The news out of Lebanon--both economically and politically--is grim. Much of the commentary has to do with the convoluted internal power struggle tinged with the assertion of influence by Lebanon's neighbors as well as the interests of various global elements.
Lebanon still bears the weight of its long (1975 to 1990) and economically devastating civil war. During the last years of the war, from 1988 through 1990, the Lebanese economy contracted minus 83.8 percent according to International Monetary Fund (IMF) statistics.
The graph above, which plots Lebanon's Coincident Indicator of economic activity, shows the economic impact of the Hezbollah war with Israel just a year ago during July 2006 and August 2006. The Coincident Indicator declined 71.8 points from June 2006 through August 2006, almost minus 40 percent.
What must be fully appreciated, however, is that by November 2006, the Coincident Indicator had recovered much of its value and stood at 180.8 points. And by March 2007, the Coincident Indicator was 185.5 points, according to the Bank of Lebanon's June 18, 2007 Monthly Statistical Bulletin.

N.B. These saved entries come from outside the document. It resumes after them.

use ignore::WalkBuilder;
use rayon::prelude::*;
use std::fs;
use std::io::Write;
use std::num::NonZeroUsize;
use std::path::{Path, PathBuf};
use tracing::{debug, info, warn};

use crate::config::{DispatchMode, SearchConfig};
use crate::errors::{SearchError, SearchResult};
use crate::filters::is_searchable_file;
use crate::results::SearchSummary;
use crate::search::matcher::Needle;
use crate::search::scanner::{WindowScanner, BUF_LEN_MAX};

/// Files below this size are scanned inline even in concurrent mode;
/// task launch overhead would dominate the scan itself.
pub(crate) const ASYNC_SIZE_THRESHOLD: u64 = 100 * BUF_LEN_MAX as u64;

/// Searches every occurrence of the configured pattern under the root
/// target, writing one line per match to `out`.
///
/// The root may be a single searchable file or a directory; directories
/// are recursed depth-first and symbolic links are never followed. Lines
/// belonging to one file are never interleaved with another file's, and
/// within a file they are in ascending offset order.
///
/// Configuration problems (empty or oversized pattern, missing target)
/// fail before any scanning starts. A file that cannot be opened or sized
/// is reported and skipped; the rest of the run continues.
pub fn search<W: Write>(config: &SearchConfig, out: &mut W) -> SearchResult<SearchSummary> {
    let needle = Needle::new(config.pattern.clone())?;
    info!(
        "Starting search for {}-byte pattern under {}",
        needle.len(),
        config.root_path.display()
    );

    let root = config.root_path.as_path();
    let meta =
        fs::symlink_metadata(root).map_err(|_| SearchError::file_not_found(root))?;

    let scanner = WindowScanner::new(&needle);
    let mut summary = SearchSummary::new();

    if meta.is_file() {
        scan_one(&scanner, root, out, &mut summary);
    } else if meta.is_dir() {
        match config.mode {
            DispatchMode::Sync => dispatch_sync(&scanner, root, out, &mut summary)?,
            DispatchMode::Concurrent => {
                dispatch_concurrent(&scanner, root, config.thread_count, out, &mut summary)?
            }
        }
    } else {
        // Symlink roots and special files are configuration errors, not
        // skippable entries.
        return Err(SearchError::target_not_searchable(root));
    }

    info!(
        "Search complete: {} matches in {} files ({} skipped)",
        summary.total_matches, summary.files_searched, summary.files_skipped
    );
    Ok(summary)
}

/// Walks every searchable regular file under `root`, invoking `on_file`
/// with the path and its size. Entries that cannot be read or sized are
/// reported and counted; the returned count is the number skipped.
///
/// Both dispatch flavors are handlers over this one traversal.
fn walk_files<F>(root: &Path, mut on_file: F) -> SearchResult<usize>
where
    F: FnMut(&Path, u64) -> SearchResult<()>,
{
    let mut builder = WalkBuilder::new(root);
    builder
        .standard_filters(false)
        .follow_links(false)
        .sort_by_file_name(|a, b| a.cmp(b));

    let mut skipped = 0;
    for entry in builder.build() {
        let entry = match entry {
            Ok(entry) => entry,
            Err(e) => {
                warn!("Skipping unreadable entry: {}", e);
                skipped += 1;
                continue;
            }
        };
        let path = entry.path();
        if !entry.file_type().is_some_and(|ft| ft.is_file()) {
            continue;
        }
        if !is_searchable_file(path) {
            continue;
        }
        let size = match entry.metadata() {
            Ok(meta) => meta.len(),
            Err(e) => {
                warn!("Could not get the size of {}: {}", path.display(), e);
                skipped += 1;
                continue;
            }
        };
        on_file(path, size)?;
    }
    Ok(skipped)
}

/// Scans one file into the shared output, recording the outcome.
fn scan_one<W: Write + ?Sized>(
    scanner: &WindowScanner<'_>,
    path: &Path,
    out: &mut W,
    summary: &mut SearchSummary,
) {
    match scanner.scan_file(path, out) {
        Ok(matches) => summary.add_scanned(matches),
        Err(e) => {
            warn!("Skipping {}: {}", path.display(), e);
            summary.add_skipped();
        }
    }
}

/// One file at a time, straight into the shared output. One window's worth
/// of memory total, strictly traversal order.
fn dispatch_sync<W: Write>(
    scanner: &WindowScanner<'_>,
    root: &Path,
    out: &mut W,
    summary: &mut SearchSummary,
) -> SearchResult<()> {
    let skipped = walk_files(root, |path, _size| {
        scan_one(scanner, path, out, summary);
        Ok(())
    })?;
    summary.files_skipped += skipped;
    Ok(())
}

/// Batches of up to `thread_count` concurrent scans, each writing to a
/// private buffer; the batch is flushed to the shared output in submission
/// order, so concurrent scans never interleave their lines. Small files
/// bypass the batch and are scanned inline during traversal.
fn dispatch_concurrent<W: Write>(
    scanner: &WindowScanner<'_>,
    root: &Path,
    thread_count: NonZeroUsize,
    out: &mut W,
    summary: &mut SearchSummary,
) -> SearchResult<()> {
    let pool = rayon::ThreadPoolBuilder::new()
        .num_threads(thread_count.get())
        .build()
        .map_err(|e| SearchError::thread_pool_error(e.to_string()))?;
    debug!("Concurrent dispatch with {} threads", thread_count);

    let batch_cap = thread_count.get();
    let mut batch: Vec<PathBuf> = Vec::with_capacity(batch_cap);

    let skipped = walk_files(root, |path, size| {
        if size < ASYNC_SIZE_THRESHOLD {
            scan_one(scanner, path, out, summary);
        } else {
            batch.push(path.to_path_buf());
            if batch.len() >= batch_cap {
                flush_batch(&pool, scanner, &mut batch, out, summary)?;
            }
        }
        Ok(())
    })?;
    summary.files_skipped += skipped;

    // Remaining partial batch after traversal.
    flush_batch(&pool, scanner, &mut batch, out, summary)
}

/// Runs every task in the batch on the pool, then writes each task's
/// private buffer to the shared output in submission order. A failed scan
/// contributes no output; its error is reported from the worker.
fn flush_batch<W: Write>(
    pool: &rayon::ThreadPool,
    scanner: &WindowScanner<'_>,
    batch: &mut Vec<PathBuf>,
    out: &mut W,
    summary: &mut SearchSummary,
) -> SearchResult<()> {
    if batch.is_empty() {
        return Ok(());
    }
    debug!("Flushing batch of {} deferred scans", batch.len());

    let outcomes: Vec<(Vec<u8>, Option<usize>)> = pool.install(|| {
        batch
            .par_iter()
            .map(|path| {
                let mut buf = Vec::new();
                match scanner.scan_file(path, &mut buf) {
                    Ok(matches) => (buf, Some(matches)),
                    Err(e) => {
                        warn!("Skipping {}: {}", path.display(), e);
                        (Vec::new(), None)
                    }
                }
            })
            .collect()
    });

    for (buf, matches) in outcomes {
        out.write_all(&buf)?;
        match matches {
            Some(matches) => summary.add_scanned(matches),
            None => summary.add_skipped(),
        }
    }
    batch.clear();
    Ok(())
}
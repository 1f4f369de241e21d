use byteseek::{search, DispatchMode, Needle, SearchConfig, WindowScanner};
use std::fs;
use std::num::NonZeroUsize;
use std::path::Path;
use tempfile::tempdir;

fn create_test_files(dir: impl AsRef<Path>, files: &[(&str, &str)]) {
    for (name, content) in files {
        fs::write(dir.as_ref().join(name), content).unwrap();
    }
}

fn run(config: &SearchConfig) -> (String, byteseek::SearchSummary) {
    let mut out = Vec::new();
    let summary = search(config, &mut out).unwrap();
    (String::from_utf8(out).unwrap(), summary)
}

#[test]
fn test_end_to_end_directory_search() {
    let dir = tempdir().unwrap();
    create_test_files(
        &dir,
        &[
            ("alpha.txt", "xxabcxxabcxx"),
            ("beta.txt", "nothing here"),
            ("gamma.txt", "abc at the start"),
        ],
    );
    let sub = dir.path().join("nested");
    fs::create_dir(&sub).unwrap();
    fs::write(sub.join("delta.txt"), "ends with abc").unwrap();

    let config = SearchConfig::new(dir.path(), "abc");
    let (text, summary) = run(&config);

    assert_eq!(summary.files_searched, 4);
    assert_eq!(summary.total_matches, 4);
    assert!(text.contains("alpha.txt(2):xx...xxa"));
    assert!(text.contains("alpha.txt(7):cxx...xx"));
    assert!(text.contains("gamma.txt(0):... at"));
    assert!(text.contains("delta.txt(10):th ..."));
}

#[test]
fn test_multi_window_file_on_disk() {
    // Larger than the window cap, so a real file goes through several
    // window refills and boundary carries.
    let dir = tempdir().unwrap();
    let file_path = dir.path().join("big.bin");

    let window_cap = 500 * 1024;
    let mut content = vec![b'.'; window_cap * 2 + 12345];
    let planted: Vec<usize> = vec![
        0,
        window_cap - 3, // straddles the first window boundary
        window_cap + 17,
        content.len() - 6, // flush against the end
    ];
    for &at in &planted {
        content[at..at + 6].copy_from_slice(b"magic!");
    }
    fs::write(&file_path, &content).unwrap();

    let config = SearchConfig::new(&file_path, "magic!");
    let (text, summary) = run(&config);

    assert_eq!(summary.total_matches, planted.len());
    let offsets: Vec<usize> = text
        .lines()
        .map(|line| {
            let open = line.find('(').unwrap();
            let close = line.find(')').unwrap();
            line[open + 1..close].parse().unwrap()
        })
        .collect();
    assert_eq!(offsets, planted);
}

#[test]
fn test_scanner_and_dispatcher_agree_on_one_file() {
    let dir = tempdir().unwrap();
    let file_path = dir.path().join("solo.txt");
    fs::write(&file_path, "lorem needle ipsum needle dolor").unwrap();

    let needle = Needle::new("needle").unwrap();
    let scanner = WindowScanner::new(&needle);
    let mut direct = Vec::new();
    let count = scanner.scan_file(&file_path, &mut direct).unwrap();

    let config = SearchConfig::new(&file_path, "needle");
    let (dispatched, summary) = run(&config);

    assert_eq!(count, 2);
    assert_eq!(summary.total_matches, 2);
    assert_eq!(String::from_utf8(direct).unwrap(), dispatched);
}

#[test]
fn test_modes_agree_on_mixed_tree() {
    let dir = tempdir().unwrap();
    for i in 0..10 {
        let body = format!("--- {} pattern --- pattern ---", i).repeat(20);
        fs::write(dir.path().join(format!("file{:02}.txt", i)), body).unwrap();
    }
    let sub = dir.path().join("deep");
    fs::create_dir(&sub).unwrap();
    fs::write(sub.join("more.txt"), "one more pattern").unwrap();

    let mut config = SearchConfig::new(dir.path(), "pattern");
    config.mode = DispatchMode::Sync;
    let sync_run = run(&config);

    config.mode = DispatchMode::Concurrent;
    config.thread_count = NonZeroUsize::new(3).unwrap();
    let concurrent_run = run(&config);

    assert_eq!(sync_run, concurrent_run);
    assert_eq!(sync_run.1.total_matches, 10 * 40 + 1);
}

#[test]
fn test_unopenable_file_is_skipped_not_fatal() {
    #[cfg(unix)]
    {
        use std::os::unix::fs::PermissionsExt;

        let dir = tempdir().unwrap();
        create_test_files(&dir, &[("ok.txt", "a needle"), ("locked.txt", "a needle")]);
        let locked = dir.path().join("locked.txt");
        fs::set_permissions(&locked, fs::Permissions::from_mode(0o000)).unwrap();
        if fs::File::open(&locked).is_ok() {
            // Privileged user, permissions are not enforced.
            return;
        }

        let config = SearchConfig::new(dir.path(), "needle");
        let (text, summary) = run(&config);

        // Restore so tempdir cleanup works everywhere.
        fs::set_permissions(&locked, fs::Permissions::from_mode(0o644)).unwrap();

        assert_eq!(summary.files_searched, 1);
        assert_eq!(summary.files_skipped, 1);
        assert!(text.contains("ok.txt(2):"));
        assert!(!text.contains("locked.txt"));
    }
}

#[test]
fn test_quoted_file_name_is_trimmed() {
    let dir = tempdir().unwrap();
    let name = "\"quoted.txt\"";
    fs::write(dir.path().join(name), "a needle").unwrap();

    let config = SearchConfig::new(dir.path(), "needle");
    let (text, _) = run(&config);
    assert!(text.starts_with("quoted.txt(2):"));
}

#[test]
fn test_binary_content() {
    let dir = tempdir().unwrap();
    let file_path = dir.path().join("blob.bin");
    let mut content = vec![0u8, 1, 2, 0xFF, 0xFE];
    content.extend_from_slice(b"abc");
    content.extend_from_slice(&[0x80, 0x81]);
    fs::write(&file_path, &content).unwrap();

    let config = SearchConfig::new(&file_path, "abc");
    let mut out = Vec::new();
    let summary = search(&config, &mut out).unwrap();

    assert_eq!(summary.total_matches, 1);
    // Raw context bytes pass through verbatim.
    let expected: Vec<u8> = [
        b"blob.bin(5):".as_slice(),
        &[2, 0xFF, 0xFE],
        b"...",
        &[0x80, 0x81],
        b"\n",
    ]
    .concat();
    assert_eq!(out, expected);
}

The quick recovery of the Coincident Indicator has much to say, first of all, about Lebanon's resilience, and it also points to something not mentioned in the recent gloomy coverage of the obviously dangerous political situation.
A certain acknowledgement must be given to the existence of an economic infrastructure in Lebanon made up of not just survivable, though now weakened, institutions, but also of a long tradition of banking and commerce. This tradition persists in the generations old social and business connections among Lebanon's elite bankers and merchants.
This hard to quantify social infrastructure served Lebanon well after the civil war helping the country with its relatively quick...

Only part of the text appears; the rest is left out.